Prof. Stephen Oluwole Awokoya                             1976 – 1979

Prof. Donald E. U. Ekong                                       1979 – 1983

Dr. Ayoola K. Fasina                                              1983 – 1987

Dr. I. I. O. Allinson                                                1987 – 1991

Prof. Oladele Osibanjo                                            1991 – 1995

Prof. Chukwuemeka C. Nwadinigwe                        1995 – 1999

Dr. Eniang E. Nkang                                               1999 – 2003

Prof. Simon K. Okwute                                           2003 – 2007

Prof. Felix E. Okieimen                                            2007 – 2011

Dr. Shettima A. Saidu                                               2011 – 


THE CSN TODAY

As mentioned earlier, the CSN currently has its Chapters in about thirty centres spread across all the geo-political zones of the country.

Membership of the Society has grown to well over 2,000 persons in different spheres of practice, including the academia, industry, public service as well as private practice. 

 The Council is the apex decision – making organ of the Society. It is made up of the National Executive Committee and the Chairmen of all the Chapters. The President is the Chairman of both the Council and the National EXCO. The EXCO itself is made up of the President, Vice President, National Secretary, Financial Secretary, Treasurer, Membership Secretary and one Zonal Secretary (also called Assistant National Secretary) each for the four zones, namely East, West, North-East and North-West.

Council meetings are held quarterly round the year and the venues are rotated around different parts of the country. 

The most prominent event currently in the Society’s annual calendar is the Annual  International Conference which normally takes place in the latter part of September each year. This event is also rotated across different parts of the country.

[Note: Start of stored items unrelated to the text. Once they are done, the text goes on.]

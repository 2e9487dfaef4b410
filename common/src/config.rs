use std::time::Duration;

use dbprobe_protocols::postgres;

/// Host probed when none is given.
pub const DEFAULT_HOST: &str = "localhost";

/// Port probed when none is given.
pub const DEFAULT_PORT: u16 = postgres::DEFAULT_PORT;

/// Bound on the connect attempt and on waiting for a reply.
pub const DEFAULT_TIMEOUT: Duration = Duration::from_secs(10);

/// Largest reply read after sending the probe.
pub const READ_LIMIT: usize = 1024;

/// Everything a single connectivity check needs to know.
#[derive(Clone, Debug)]
pub struct ProbeConfig {
    pub host: String,
    pub port: u16,
    pub connect_timeout: Duration,
    /// How long to wait for a reply once the probe was sent.
    pub exchange_timeout: Duration,
    /// Bytes sent after the connection is established.
    pub payload: Vec<u8>,
    pub read_limit: usize,
    /// Disables the post-connect exchange entirely.
    ///
    /// The verdict never depends on the exchange, so turning it off only
    /// removes information from the report.
    pub exchange: bool,
}

impl Default for ProbeConfig {
    fn default() -> Self {
        Self {
            host: DEFAULT_HOST.to_string(),
            port: DEFAULT_PORT,
            connect_timeout: DEFAULT_TIMEOUT,
            exchange_timeout: DEFAULT_TIMEOUT,
            payload: postgres::SSL_REQUEST.to_vec(),
            read_limit: READ_LIMIT,
            exchange: true,
        }
    }
}

impl ProbeConfig {
    pub fn new(host: impl Into<String>, port: u16) -> Self {
        Self {
            host: host.into(),
            port,
            ..Self::default()
        }
    }

    /// Applies the same bound to the connect attempt and the exchange.
    pub fn with_timeout(mut self, timeout: Duration) -> Self {
        self.connect_timeout = timeout;
        self.exchange_timeout = timeout;
        self
    }

    pub fn without_exchange(mut self) -> Self {
        self.exchange = false;
        self
    }
}

// ╔════════════════════════════════════════════╗
// ║ ████████╗███████╗███████╗████████╗███████╗ ║
// ║ ╚══██╔══╝██╔════╝██╔════╝╚══██╔══╝██╔════╝ ║
// ║    ██║   █████╗  ███████╗   ██║   ███████╗ ║
// ║    ██║   ██╔══╝  ╚════██║   ██║   ╚════██║ ║
// ║    ██║   ███████╗███████║   ██║   ███████║ ║
// ║    ╚═╝   ╚══════╝╚══════╝   ╚═╝   ╚══════╝ ║
// ╚════════════════════════════════════════════╝
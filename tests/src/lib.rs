#![cfg(test)]

mod check;
mod util;
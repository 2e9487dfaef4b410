use std::io;
use std::net::SocketAddr;

use anyhow::Context;
use async_trait::async_trait;
use dbprobe_common::error::CheckError;
use tokio::io::{AsyncRead, AsyncWrite};
use tokio::net::{TcpSocket, TcpStream, lookup_host};
use tracing::debug;

/// Resolves names and opens streams for the prober.
///
/// Timeouts are not the connector's business: the prober bounds
/// [`Connector::connect`] itself.
#[async_trait]
pub trait Connector: Send + Sync {
    type Stream: AsyncRead + AsyncWrite + Unpin + Send;

    /// Every address `host` resolves to, paired with `port`.
    async fn resolve(&self, host: &str, port: u16) -> Result<Vec<SocketAddr>, CheckError>;

    /// Opens a stream to `addr`.
    ///
    /// A refused or unreachable peer is [`CheckError::Connect`] with the OS
    /// status; failing to create the socket at all is
    /// [`CheckError::Unexpected`].
    async fn connect(&self, addr: SocketAddr) -> Result<Self::Stream, CheckError>;
}

/// The real thing: system resolver and plain TCP sockets.
#[derive(Clone, Copy, Debug, Default)]
pub struct TcpConnector;

#[async_trait]
impl Connector for TcpConnector {
    type Stream = TcpStream;

    async fn resolve(&self, host: &str, port: u16) -> Result<Vec<SocketAddr>, CheckError> {
        let addrs: Vec<SocketAddr> = lookup_host((host, port))
            .await
            .map_err(|source| CheckError::Resolution {
                host: host.to_string(),
                source,
            })?
            .collect();

        debug!(host, count = addrs.len(), "resolved");
        Ok(addrs)
    }

    async fn connect(&self, addr: SocketAddr) -> Result<Self::Stream, CheckError> {
        let socket = open_socket(&addr)
            .with_context(|| format!("creating socket for {addr}"))
            .map_err(CheckError::Unexpected)?;

        debug!(%addr, "connecting");
        socket.connect(addr).await.map_err(CheckError::from_connect)
    }
}

fn open_socket(addr: &SocketAddr) -> io::Result<TcpSocket> {
    match addr {
        SocketAddr::V4(_) => TcpSocket::new_v4(),
        SocketAddr::V6(_) => TcpSocket::new_v6(),
    }
}

// ╔════════════════════════════════════════════╗
// ║ ████████╗███████╗███████╗████████╗███████╗ ║
// ║ ╚══██╔══╝██╔════╝██╔════╝╚══██╔══╝██╔════╝ ║
// ║    ██║   █████╗  ███████╗   ██║   ███████╗ ║
// ║    ██║   ██╔══╝  ╚════██║   ██║   ╚════██║ ║
// ║    ██║   ███████╗███████║   ██║   ███████║ ║
// ║    ╚═╝   ╚══════╝╚══════╝   ╚═╝   ╚══════╝ ║
// ╚════════════════════════════════════════════╝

Another major event of the CSN is the Annual National Chemistry Competition (formerly National  Awokoya Memorial Competition in Chemistry, a contest staged among secondary schools nationwide to stimulate interest in the study of chemistry. The competition begins at the Local Government Area level and then moves to the state level. The best two candidates of each state represent the state at the national level, the national contest being part of activities of the Annual International Conference.

 

ICCON

Perhaps the greatest watershed yet in the history of the CSN is the establishment of the Institute of Chartered Chemists of Nigeria (ICCON), a professional body established by Decree 91 of 1993 and charged with the statutory responsibility of regulating the practice of chemistry in Nigeria. ICCON, a parastatal of the Federal Ministry of Health, currently has over 2,000 members in different spheres of chemistry practice nationwide.

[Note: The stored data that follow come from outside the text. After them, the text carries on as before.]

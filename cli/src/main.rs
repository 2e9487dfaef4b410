mod commands;
mod terminal;

use std::process::ExitCode;

use anyhow::Context;
use commands::{CommandLine, check};
use dbprobe_common::{error, warn};
use terminal::{logging, print};

fn main() -> ExitCode {
    let env_file = dotenvy::dotenv();
    let commands = CommandLine::parse_args();

    if commands.no_color {
        colored::control::set_override(false);
    }

    if let Err(err) = logging::init(commands.verbose) {
        eprintln!("Unexpected error: {err:#}");
        return ExitCode::FAILURE;
    }

    match env_file {
        Err(err) if !err.not_found() => warn!("Ignoring unreadable .env file: {err}"),
        _ => {}
    }

    match run(&commands) {
        Ok(passed) => exit_code(passed),
        Err(err) => {
            error!("Unexpected error: {err:#}");
            ExitCode::FAILURE
        }
    }
}

fn run(commands: &CommandLine) -> anyhow::Result<bool> {
    let runtime = tokio::runtime::Builder::new_current_thread()
        .enable_all()
        .build()
        .context("failed to start the async runtime")?;

    print::header("database connectivity check");

    let passed: bool = runtime.block_on(check::check(&commands.probe_config()));

    print::end_of_program();
    Ok(passed)
}

fn exit_code(passed: bool) -> ExitCode {
    if passed {
        ExitCode::SUCCESS
    } else {
        ExitCode::FAILURE
    }
}
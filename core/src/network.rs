//! Network access behind a trait so the prober can run against real sockets or
//! scripted streams.

pub mod tcp;

pub use tcp::{Connector, TcpConnector};
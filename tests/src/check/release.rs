#![cfg(target_os = "linux")]

use std::time::Duration;

use dbprobe_common::config::ProbeConfig;
use dbprobe_core::{TcpConnector, check};

use crate::util::{self, Behaviour};

const ROUNDS: usize = 25;

/// Gives listener tasks a chance to drop their side of each connection.
async fn settle() {
    tokio::time::sleep(Duration::from_millis(200)).await;
}

async fn run_all(configs: &[ProbeConfig]) -> Vec<bool> {
    let mut verdicts = Vec::with_capacity(configs.len());
    for cfg in configs {
        verdicts.push(check(&TcpConnector, cfg).await.success());
    }
    verdicts
}

#[tokio::test]
async fn sockets_are_released_on_every_branch() -> anyhow::Result<()> {
    let _serial = util::serial();

    let responsive = util::listener(Behaviour::Reply(b"S")).await?;
    let silent = util::listener(Behaviour::Close).await?;
    let closed = util::closed_port().await?;

    let configs = [
        util::config("127.0.0.1", responsive.port()),
        util::config("127.0.0.1", silent.port()),
        util::config("127.0.0.1", closed),
        util::config("127.0.0.1", responsive.port()).without_exchange(),
    ];

    // First round warms up lazily created runtime resources.
    assert_eq!(run_all(&configs).await, [true, true, false, true]);
    settle().await;
    let baseline = util::open_fds()?;

    for _ in 0..ROUNDS {
        assert_eq!(run_all(&configs).await, [true, true, false, true]);
    }
    settle().await;

    assert_eq!(util::open_fds()?, baseline, "descriptors leaked across {ROUNDS} rounds");
    Ok(())
}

Records have it that the struggle for the establishment of ICCON was ignited by the CSN in the early 1980s. However, the agitation came to a head in 1992 when the CSN mandated Mr. Daniel A. Akoh (one of its Fellows) to prepare a position paper on the role of chemistry in national development. With this paper, the CSN approached the government of the day; and the struggle finally yielded fruit on August 23rd, 1993 when the then military President, General Ibrahim Babangida signed Decree 91 into law.

The first President of ICCON, himself a veteran of the aforementioned struggle, was Professor Oladele Osibanjo who was elected in 1995. The second (and current) President of the Institute is Mr. Harry C. Okolo, with Mrs. Gladys E. Eke as the Registrar and Chief Executive Officer.